**AVAILABLE RECORDS**
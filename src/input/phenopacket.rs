use std::path::Path;

use serde::Deserialize;

use crate::input::InputError;

#[derive(Debug, Clone, Deserialize)]
pub struct OntologyClass {
    pub id: String,
}

#[derive(Debug, Clone, Deserialize)]
pub struct PhenotypicFeature {
    #[serde(rename = "type")]
    pub kind: OntologyClass,
    #[serde(default)]
    pub excluded: bool,
}

#[derive(Debug, Clone, Default, Deserialize)]
#[serde(rename_all = "camelCase")]
pub struct Phenopacket {
    #[serde(default)]
    pub id: String,
    #[serde(default)]
    pub phenotypic_features: Vec<PhenotypicFeature>,
}

/// A phenopacket file holds either a single case or a family with a proband.
#[derive(Debug, Clone, Deserialize)]
#[serde(untagged)]
enum PhenopacketDocument {
    Family { proband: Phenopacket },
    Single(Phenopacket),
}

pub fn read_phenopacket(path: &Path) -> Result<Phenopacket, InputError> {
    let content = std::fs::read_to_string(path)?;
    parse_phenopacket(&content)
        .map_err(|e| InputError::Parse(format!("phenopacket {}: {e}", path.display())))
}

pub fn parse_phenopacket(content: &str) -> Result<Phenopacket, serde_json::Error> {
    let doc: PhenopacketDocument = serde_json::from_str(content)?;
    Ok(match doc {
        PhenopacketDocument::Family { proband } => proband,
        PhenopacketDocument::Single(phenopacket) => phenopacket,
    })
}

impl Phenopacket {
    pub fn observed_phenotypic_features(&self) -> impl Iterator<Item = &PhenotypicFeature> {
        self.phenotypic_features.iter().filter(|f| !f.excluded)
    }

    pub fn observed_hpo_ids(&self) -> Vec<String> {
        self.observed_phenotypic_features()
            .map(|f| f.kind.id.clone())
            .collect()
    }
}

/// Observed HPO ids of the proband recorded in `path`.
pub fn extract_proband_hpo_ids(path: &Path) -> Result<Vec<String>, InputError> {
    let phenopacket = read_phenopacket(path)?;
    let ids = phenopacket.observed_hpo_ids();
    if ids.is_empty() {
        tracing::warn!(
            path = %path.display(),
            id = %phenopacket.id,
            "phenopacket has no observed phenotypic features"
        );
    }
    Ok(ids)
}

#[cfg(test)]
#[path = "../../tests/src_inline/input/phenopacket.rs"]
mod tests;
use std::path::PathBuf;

use super::*;

#[test]
fn test_command_batch_params_results_dir_defaults_to_output_dir() {
    let cli = Cli::try_parse_from([
        "pheval-phen2gene",
        "prepare-commands",
        "-e",
        "docker",
        "-i",
        "inputs",
        "-o",
        "out",
    ])
    .unwrap();
    let Commands::PrepareCommands(args) = cli.command else {
        panic!("expected prepare-commands");
    };
    let params = command_batch_params(args).unwrap();
    assert_eq!(params.target, InvocationTarget::Docker);
    assert_eq!(params.results_dir, PathBuf::from("out"));
    assert!(matches!(params.cases, CaseDirectory::Inputs(_)));
}

#[test]
fn test_command_batch_params_local_needs_executable() {
    let cli = Cli::try_parse_from([
        "pheval-phen2gene",
        "prepare-commands",
        "-P",
        "phenopackets",
        "-o",
        "out",
    ])
    .unwrap();
    let Commands::PrepareCommands(args) = cli.command else {
        panic!("expected prepare-commands");
    };
    assert!(command_batch_params(args).is_err());
}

**HOW TO COMPLETE THIS TASK**
Your task is to copy each line of the material that contains the word "display".

**RESULT FOR THIS TASK**
        .map_err(|e| InputError::Parse(format!("phenopacket {}: {e}", path.display())))
            path = %path.display(),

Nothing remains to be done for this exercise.